-- Exercise brief --
What lines below include the word "description"? Copy each one.

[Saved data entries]
Start of Block
/// Main session event loop: read client messages, forward fanout events,
/// enforce heartbeat.
async fn run_session(
    state: &AppState,
    caller: &Caller,
    mut ws_tx: WsSink,
    mut ws_rx: futures_util::stream::SplitStream<WebSocket>,
    mut fanout_rx: broadcast::Receiver<std::sync::Arc<super::fanout::OutboundEvent>>,
) {
    // Room this connection currently receives room-routed events for.
    let mut current_room: Option<i64> = None;

    // Heartbeat deadline: client must heartbeat within 1.5× the interval.
    let heartbeat_deadline = Duration::from_millis(HEARTBEAT_INTERVAL_MS * 3 / 2);
    let mut heartbeat_timer = time::interval(heartbeat_deadline);
    heartbeat_timer.tick().await; // First tick fires immediately; skip it.
    let mut got_heartbeat = true;

    loop {
        tokio::select! {
            // Client sends us a message.
            msg = ws_rx.next() => {
                match msg {
                    Some(Ok(Message::Text(text))) => {
                        let client_msg: ClientMessage = match serde_json::from_str(&text) {
                            Ok(m) => m,
                            Err(_) => {
                                let _ = send_close(&mut ws_tx, CLOSE_UNKNOWN_ERROR, "Invalid JSON").await;
                                break;
                            }
                        };

                        match client_msg.op {
                            OP_HEARTBEAT => {
                                got_heartbeat = true;
                                if let Err(e) = state.lifecycle.update_last_activity(caller.user_id).await {
                                    tracing::warn!(?e, user_id = caller.user_id, "heartbeat store update failed");
                                }
                                let ack = GatewayMessage::heartbeat_ack();
                                let json = serde_json::to_string(&ack).unwrap();
                                if ws_tx.send(Message::Text(json.into())).await.is_err() {
                                    break;
                                }
                            }
                            OP_ENTER_ROOM => {
                                let payload: RoomPayload = match serde_json::from_value(client_msg.d) {
                                    Ok(p) => p,
                                    Err(e) => {
                                        let err = SignalError::ValidationFailed(e.to_string());
                                        if send_error(&mut ws_tx, &err).await.is_err() {
                                            break;
                                        }
                                        continue;
                                    }
                                };
                                match enter_room(state, caller, payload.room_id).await {
                                    Ok(joined) => {
                                        current_room = Some(payload.room_id);
                                        let json = serde_json::to_string(&joined).unwrap();
                                        if ws_tx.send(Message::Text(json.into())).await.is_err() {
                                            break;
                                        }
                                    }
                                    Err(err) => {
                                        if send_error(&mut ws_tx, &err).await.is_err() {
                                            break;
                                        }
                                    }
                                }
                            }
                            OP_EXIT_ROOM => {
                                let payload: RoomPayload = match serde_json::from_value(client_msg.d) {
                                    Ok(p) => p,
                                    Err(e) => {
                                        let err = SignalError::ValidationFailed(e.to_string());
                                        if send_error(&mut ws_tx, &err).await.is_err() {
                                            break;
                                        }
                                        continue;
                                    }
                                };
                                match state.presence.exit_room(caller.user_id, payload.room_id).await {
                                    Ok(()) => {
                                        if current_room == Some(payload.room_id) {
                                            current_room = None;
                                        }
                                        let left = GatewayMessage::dispatch(
                                            EventName::ROOM_LEFT,
                                            serde_json::json!({ "room_id": payload.room_id }),
                                        );
                                        let json = serde_json::to_string(&left).unwrap();
                                        if ws_tx.send(Message::Text(json.into())).await.is_err() {
                                            break;
                                        }
                                    }
                                    Err(err) => {
                                        if send_error(&mut ws_tx, &err).await.is_err() {
                                            break;
                                        }
                                    }
                                }
                            }
                            OP_SIGNAL => {
                                let request = match serde_json::from_value(client_msg.d) {
                                    Ok(r) => r,
                                    Err(e) => {
                                        let err = SignalError::ValidationFailed(e.to_string());
                                        if send_error(&mut ws_tx, &err).await.is_err() {
                                            break;
                                        }
                                        continue;
                                    }
                                };
                                if let Err(err) = state.relay.dispatch(Some(caller), request).await {
                                    if send_error(&mut ws_tx, &err).await.is_err() {
                                        break;
                                    }
                                }
                            }
                            OP_IDENTIFY => {
                                // Already identified.
                                let _ = send_close(&mut ws_tx, CLOSE_UNKNOWN_ERROR, "Already identified").await;
                                break;
                            }
                            _ => {
                                let _ = send_close(&mut ws_tx, CLOSE_UNKNOWN_OPCODE, "Unknown opcode").await;
                                break;
                            }
                        }
                    }
                    Some(Ok(Message::Ping(_))) | Some(Ok(Message::Pong(_))) => continue,
                    Some(Ok(Message::Close(_))) | None => break,
                    Some(Err(e)) => {
                        tracing::debug!(?e, session_id = %caller.session_id, "ws read error");
                        break;
                    }
                    _ => continue,
                }
            }

            // Outbound event from the fanout hub.
            result = fanout_rx.recv() => {
                match result {
                    Ok(event) => {
                        let for_us = match &event.route {
                            Route::Session(session_id) => *session_id == caller.session_id,
                            Route::Room(room_id) => current_room == Some(*room_id),
                        };
                        if !for_us {
                            continue;
                        }

                        if event.event_name == EventName::SESSION_EVICTED {
                            tracing::info!(
                                session_id = %caller.session_id,
                                "session superseded by a new login"
                            );
                            let _ = send_close(&mut ws_tx, CLOSE_SESSION_EVICTED, "Session superseded").await;
                            break;
                        }

                        let msg = GatewayMessage::dispatch(event.event_name, event.data.clone());
                        let json = serde_json::to_string(&msg).unwrap();
                        if ws_tx.send(Message::Text(json.into())).await.is_err() {
                            break;
                        }
                    }
                    Err(broadcast::error::RecvError::Lagged(n)) => {
                        tracing::warn!(
                            session_id = %caller.session_id,
                            skipped = n,
                            "gateway session lagged behind fanout"
                        );
                        // Continue — we just drop the missed events.
                    }
                    Err(broadcast::error::RecvError::Closed) => {
                        break;
                    }
                }
            }

            // Heartbeat timeout check.
            _ = heartbeat_timer.tick() => {
                if !got_heartbeat {
                    tracing::debug!(
                        session_id = %caller.session_id,
                        "heartbeat timeout — closing connection"
                    );
                    let _ = send_close(&mut ws_tx, CLOSE_SESSION_TIMEOUT, "Heartbeat timeout").await;
                    break;
                }
                got_heartbeat = false;
            }
        }
    }
}
//! Room presence: membership transitions and queries.

use std::collections::HashSet;

use async_trait::async_trait;

use crate::error::{SignalError, StoreError};
use crate::gateway::events::EventName;
use crate::gateway::fanout::{OutboundEvent, SignalFanout};
use crate::store::SessionData;

use super::lifecycle::{DisconnectListener, SessionDisconnected};

/// Owns room membership transitions. A user is ever in at most one room;
/// every transition is exit-then-enter so the logic stays uniform, at the
/// cost of a redundant write pair when re-entering the same room.
#[derive(Clone)]
pub struct RoomPresence {
    data: SessionData,
    fanout: SignalFanout,
}

impl RoomPresence {
    pub fn new(data: SessionData, fanout: SignalFanout) -> Self {
        Self { data, fanout }
    }

    /// Enter `room_id`, exiting any prior room first.
    ///
    /// Requires a registered session: entering a room without one is an
    /// ordering error, not a recoverable user error.
    pub async fn enter_room(&self, user_id: i64, room_id: i64) -> Result<(), SignalError> {
        let info = self
            .data
            .user_session(user_id)
            .await?
            .ok_or(SignalError::SessionNotFound(user_id))?;

        if let Some(prior_room) = info.current_room_id {
            self.exit_room(user_id, prior_room).await?;
        }

        // Re-read: exit_room rewrote the session record.
        let info = self
            .data
            .user_session(user_id)
            .await?
            .ok_or(SignalError::SessionNotFound(user_id))?;

        let display_name = info.display_name.clone();
        self.data.save_user_session(&info.with_room(room_id)).await?;
        self.data.add_user_to_room(room_id, user_id).await?;

        tracing::info!(user_id, room_id, "entered room");

        self.fanout.dispatch(OutboundEvent::to_room(
            room_id,
            EventName::MEMBER_JOINED,
            serde_json::json!({ "user_id": user_id, "display_name": display_name }),
        ));
        Ok(())
    }

    /// Exit `room_id`. The session's room pointer is cleared only when it
    /// points at this room (the session may already be gone, or in another
    /// room). The departure broadcast fires only when the user was actually
    /// in the member set, so redundant exits stay silent.
    pub async fn exit_room(&self, user_id: i64, room_id: i64) -> Result<(), SignalError> {
        let was_member = self.data.room_users(room_id).await?.contains(&user_id);

        if let Some(info) = self.data.user_session(user_id).await? {
            if info.is_in_room(room_id) {
                self.data.save_user_session(&info.without_room()).await?;
            }
        }
        self.data.remove_user_from_room(room_id, user_id).await?;

        if was_member {
            tracing::info!(user_id, room_id, "exited room");

            self.fanout.dispatch(OutboundEvent::to_room(
                room_id,
                EventName::MEMBER_LEFT,
                serde_json::json!({ "user_id": user_id }),
            ));
        }
        Ok(())
    }

    /// Exit whatever room the user is in, if any. Store errors are swallowed
    /// and logged so disconnect-triggered cleanup never blocks other steps.
    pub async fn exit_all_rooms(&self, user_id: i64) {
        let current = match self.current_room_id(user_id).await {
            Ok(room) => room,
            Err(err) => {
                tracing::warn!(%err, user_id, "room lookup failed during cleanup");
                return;
            }
        };

        if let Some(room_id) = current {
            if let Err(err) = self.exit_room(user_id, room_id).await {
                tracing::warn!(%err, user_id, room_id, "room cleanup failed");
            }
        }
    }

    // -- queries: absent data is empty/zero/false, never an error ------------

    pub async fn current_room_id(&self, user_id: i64) -> Result<Option<i64>, StoreError> {
        Ok(self
            .data
            .user_session(user_id)
            .await?
            .and_then(|info| info.current_room_id))
    }

    pub async fn participants(&self, room_id: i64) -> Result<HashSet<i64>, StoreError> {
        self.data.room_users(room_id).await
    }

    pub async fn participant_count(&self, room_id: i64) -> Result<u64, StoreError> {
        self.data.room_user_count(room_id).await
    }

    pub async fn is_user_in_room(&self, user_id: i64, room_id: i64) -> Result<bool, StoreError> {
        Ok(self.current_room_id(user_id).await? == Some(room_id))
    }

    /// Membership-set check, independent of session liveness. A user whose
    /// session just died can still appear here until cleanup lands.
    pub async fn is_room_member(&self, user_id: i64, room_id: i64) -> Result<bool, StoreError> {
        Ok(self.data.room_users(room_id).await?.contains(&user_id))
    }
}

/// Disconnect listener that removes the departing user from any room.
pub struct RoomCleanup {
    presence: RoomPresence,
}

impl RoomCleanup {
    pub fn new(presence: RoomPresence) -> Self {
        Self { presence }
    }
}

#[async_trait]
impl DisconnectListener for RoomCleanup {
    async fn on_disconnect(&self, event: SessionDisconnected) {
        tracing::debug!(user_id = event.user_id, "disconnect received, cleaning up rooms");
        self.presence.exit_all_rooms(event.user_id).await;
    }
}
pub mod health;
pub mod rooms;
pub mod status;
pub mod webrtc;

use axum::routing::get;
use axum::{Json, Router};
use utoipa::OpenApi;

use crate::AppState;

pub fn router() -> Router<AppState> {
    Router::new()
        .merge(health::router())
        .merge(crate::gateway::server::router())
        .route("/api-docs/openapi.json", get(openapi_json))
        .nest(
            "/api/v1",
            status::router()
                .merge(rooms::router())
                .merge(webrtc::router()),
        )
}

async fn openapi_json() -> Json<utoipa::openapi::OpenApi> {
    Json(ApiDoc::openapi())
}

#[derive(OpenApi)]
#[openapi(
    paths(
        // Health
        health::health,
        // Status
        status::status,
        // Rooms
        rooms::list_participants,
        // WebRTC
        webrtc::ice_servers,
    ),
    components(
        schemas(
            // Error types
            crate::error::ApiErrorBody,
            crate::error::ApiErrorDetail,
            // Route response types
            health::HealthResponse,
            status::StatusResponse,
            rooms::ParticipantsResponse,
            webrtc::IceServer,
            webrtc::IceServersResponse,
        )
    ),
    tags(
        (name = "Health", description = "Health check"),
        (name = "Status", description = "Service status"),
        (name = "Rooms", description = "Room presence"),
        (name = "WebRTC", description = "WebRTC client bootstrap"),
    )
)]
pub struct ApiDoc;
//! Broadcast hub for delivering outbound events to connected sessions.
//!
//! Uses a single `tokio::sync::broadcast` channel carrying routed payloads.
//! Each connection task subscribes and filters locally: unicast payloads by
//! its own session id, room payloads by the room it is currently in. Slow
//! receivers that fall behind skip messages (delivery is best-effort).

use std::sync::Arc;

use serde_json::Value;
use tokio::sync::broadcast;

const BROADCAST_CAPACITY: usize = 4096;

/// Where an outbound event is addressed.
#[derive(Debug, Clone, PartialEq, Eq)]
pub enum Route {
    /// Exactly one resolved session, by transport session id.
    Session(String),
    /// Every subscriber of a room's status channel.
    Room(i64),
}

/// A payload published to the fanout hub.
#[derive(Debug, Clone)]
pub struct OutboundEvent {
    pub route: Route,
    /// The dispatch event name (e.g. "WEBRTC_SIGNAL").
    pub event_name: &'static str,
    pub data: Value,
}

impl OutboundEvent {
    pub fn to_session(session_id: String, event_name: &'static str, data: Value) -> Self {
        Self {
            route: Route::Session(session_id),
            event_name,
            data,
        }
    }

    pub fn to_room(room_id: i64, event_name: &'static str, data: Value) -> Self {
        Self {
            route: Route::Room(room_id),
            event_name,
            data,
        }
    }
}

/// The global fanout hub. Cloneable — store in AppState.
#[derive(Clone)]
pub struct SignalFanout {
    sender: broadcast::Sender<Arc<OutboundEvent>>,
}

impl SignalFanout {
    pub fn new() -> Self {
        let (sender, _) = broadcast::channel(BROADCAST_CAPACITY);
        Self { sender }
    }

    /// Subscribe to outbound events. Each connection task calls this once.
    pub fn subscribe(&self) -> broadcast::Receiver<Arc<OutboundEvent>> {
        self.sender.subscribe()
    }

    /// Publish an event. send() errs when there are no receivers — fine.
    pub fn dispatch(&self, event: OutboundEvent) {
        let _ = self.sender.send(Arc::new(event));
    }
}

impl Default for SignalFanout {
    fn default() -> Self {
        Self::new()
    }
}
End of Block
-- Your response --
        (name = "Health", description = "Health check"),
        (name = "Status", description = "Service status"),
        (name = "Rooms", description = "Room presence"),
        (name = "WebRTC", description = "WebRTC client bootstrap"),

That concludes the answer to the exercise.